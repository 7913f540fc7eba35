// SPDX-License-Identifier: Apache-2.0
// Copyright 2025 Ankit Kumar Pandey

//! Newtype wrappers for validated inputs.
//!
//! All types validate their invariants at creation time.

use std::fmt;
use std::str::FromStr;

use serde::{Deserialize, Serialize};

use crate::error::HardValidationError;

/// Size in bytes of one content hash in a lazy-mode recipe file.
pub const HASH_SIZE: usize = 16;

/// One contiguous guest-memory range and where its contents live in the backing source.
///
/// This is the JSON object the hypervisor sends for every region during the handshake.
#[derive(Debug, Clone, Copy, PartialEq, Eq, Serialize, Deserialize)]
pub struct Region {
    /// Host virtual address where the region is mapped in the hypervisor.
    pub base_host_virt_addr: u64,
    /// Region size in bytes.
    pub size: u64,
    /// Offset of the region contents in the (logical) backing file.
    #[serde(rename = "offset")]
    pub file_offset: u64,
    /// Page size configured for this region.
    pub page_size: u64,
}

impl Region {
    /// Membership test over `[base, base + size)`.
    pub fn contains(&self, addr: u64) -> bool {
        addr >= self.base_host_virt_addr && addr - self.base_host_virt_addr < self.size
    }

    /// Offset of `addr` in the backing source.
    ///
    /// None when `addr` is below the region or the offset overflows.
    pub fn file_offset_of(&self, addr: u64) -> Option<u64> {
        addr.checked_sub(self.base_host_virt_addr)
            .and_then(|delta| self.file_offset.checked_add(delta))
    }
}

/// Validated page size.
/// Must be a positive power of two.
#[derive(Debug, Clone, Copy, PartialEq, Eq, Hash)]
pub struct PageSize(u64);

impl PageSize {
    /// Create a new PageSize with validation.
    pub fn new(bytes: u64) -> Result<Self, HardValidationError> {
        if bytes == 0 || !bytes.is_power_of_two() {
            return Err(HardValidationError::InvalidPageSize { page_size: bytes });
        }
        Ok(Self(bytes))
    }

    /// Get the page size in bytes.
    pub fn bytes(&self) -> u64 {
        self.0
    }

    /// Start of the page containing `addr`.
    pub fn align_down(&self, addr: u64) -> u64 {
        addr & !(self.0 - 1)
    }

    /// Page frame number of `addr`.
    pub fn pfn(&self, addr: u64) -> u64 {
        addr / self.0
    }

    /// Byte address of page frame `pfn`.
    pub fn addr_of(&self, pfn: u64) -> u64 {
        pfn.saturating_mul(self.0)
    }
}

impl fmt::Display for PageSize {
    fn fmt(&self, f: &mut fmt::Formatter<'_>) -> fmt::Result {
        write!(f, "{}", self.0)
    }
}

impl TryFrom<u64> for PageSize {
    type Error = HardValidationError;

    fn try_from(value: u64) -> Result<Self, Self::Error> {
        Self::new(value)
    }
}

/// 16-byte content hash naming one chunk in the remote store.
#[derive(Debug, Clone, Copy, PartialEq, Eq, Hash, PartialOrd, Ord)]
pub struct ChunkHash([u8; HASH_SIZE]);

impl ChunkHash {
    /// Wrap raw hash bytes.
    pub const fn new(bytes: [u8; HASH_SIZE]) -> Self {
        Self(bytes)
    }

    /// Read a hash from a recipe slice. Returns None unless exactly 16 bytes are given.
    pub fn from_slice(bytes: &[u8]) -> Option<Self> {
        <[u8; HASH_SIZE]>::try_from(bytes).ok().map(Self)
    }

    /// Lowercase hex rendering, the name used by the chunk store.
    pub fn to_hex(&self) -> String {
        hex::encode(self.0)
    }

    /// Raw hash bytes.
    pub fn as_bytes(&self) -> &[u8; HASH_SIZE] {
        &self.0
    }
}

impl fmt::Display for ChunkHash {
    fn fmt(&self, f: &mut fmt::Formatter<'_>) -> fmt::Result {
        f.write_str(&self.to_hex())
    }
}

impl FromStr for ChunkHash {
    type Err = HardValidationError;

    fn from_str(s: &str) -> Result<Self, Self::Err> {
        let bytes = hex::decode(s).map_err(|e| HardValidationError::InvalidChunkHash {
            value: s.to_string(),
            reason: e.to_string(),
        })?;
        Self::from_slice(&bytes).ok_or_else(|| HardValidationError::InvalidChunkHash {
            value: s.to_string(),
            reason: format!("expected {} bytes, got {}", HASH_SIZE, bytes.len()),
        })
    }
}

#[cfg(test)]
mod tests {
    use super::*;

    #[test]
    fn test_page_size_valid() {
        assert!(PageSize::new(4096).is_ok());
        assert!(PageSize::new(2 * 1024 * 1024).is_ok());
        assert!(PageSize::new(1).is_ok());
    }

    #[test]
    fn test_page_size_invalid() {
        assert!(PageSize::new(0).is_err());
        assert!(PageSize::new(3).is_err());
        assert!(PageSize::new(4097).is_err());
    }

    #[test]
    fn test_page_math() {
        let ps = PageSize::new(4096).unwrap();
        assert_eq!(ps.align_down(0x1050), 0x1000);
        assert_eq!(ps.pfn(0x3fff), 3);
        assert_eq!(ps.addr_of(5), 0x5000);
    }

    #[test]
    fn test_region_contains_is_half_open() {
        let region = Region {
            base_host_virt_addr: 0x1000,
            size: 0x2000,
            file_offset: 0,
            page_size: 4096,
        };
        assert!(!region.contains(0xfff));
        assert!(region.contains(0x1000));
        assert!(region.contains(0x2fff));
        assert!(!region.contains(0x3000));
        assert_eq!(region.file_offset_of(0x2000), Some(0x1000));
        assert_eq!(region.file_offset_of(0xfff), None);
    }

    #[test]
    fn test_file_offset_overflow() {
        let region = Region {
            base_host_virt_addr: 0x1000,
            size: 0x2000,
            file_offset: u64::MAX - 0x10,
            page_size: 4096,
        };
        assert_eq!(region.file_offset_of(0x1000), Some(u64::MAX - 0x10));
        assert_eq!(region.file_offset_of(0x2000), None);
    }

    #[test]
    fn test_region_json_field_names() {
        let json = r#"{"base_host_virt_addr":4096,"size":8192,"offset":0,"page_size":4096}"#;
        let region: Region = serde_json::from_str(json).unwrap();
        assert_eq!(region.base_host_virt_addr, 0x1000);
        assert_eq!(region.file_offset, 0);
        assert_eq!(serde_json::to_string(&region).unwrap(), json);
    }

    #[test]
    fn test_chunk_hash_hex() {
        let hash = ChunkHash::new([0xab; HASH_SIZE]);
        assert_eq!(hash.to_hex(), "ab".repeat(16));
        assert_eq!(hash.to_hex().parse::<ChunkHash>().unwrap(), hash);
        assert!("abcd".parse::<ChunkHash>().is_err());
        assert!("zz".repeat(16).parse::<ChunkHash>().is_err());
        assert!(ChunkHash::from_slice(&[0u8; 15]).is_none());
    }
}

☆ ☆ ☆ ☆

To do =>
Find the number of lines in the material above that contain the word "Result"; write that number and nothing else.

Solution to this exercise =>
5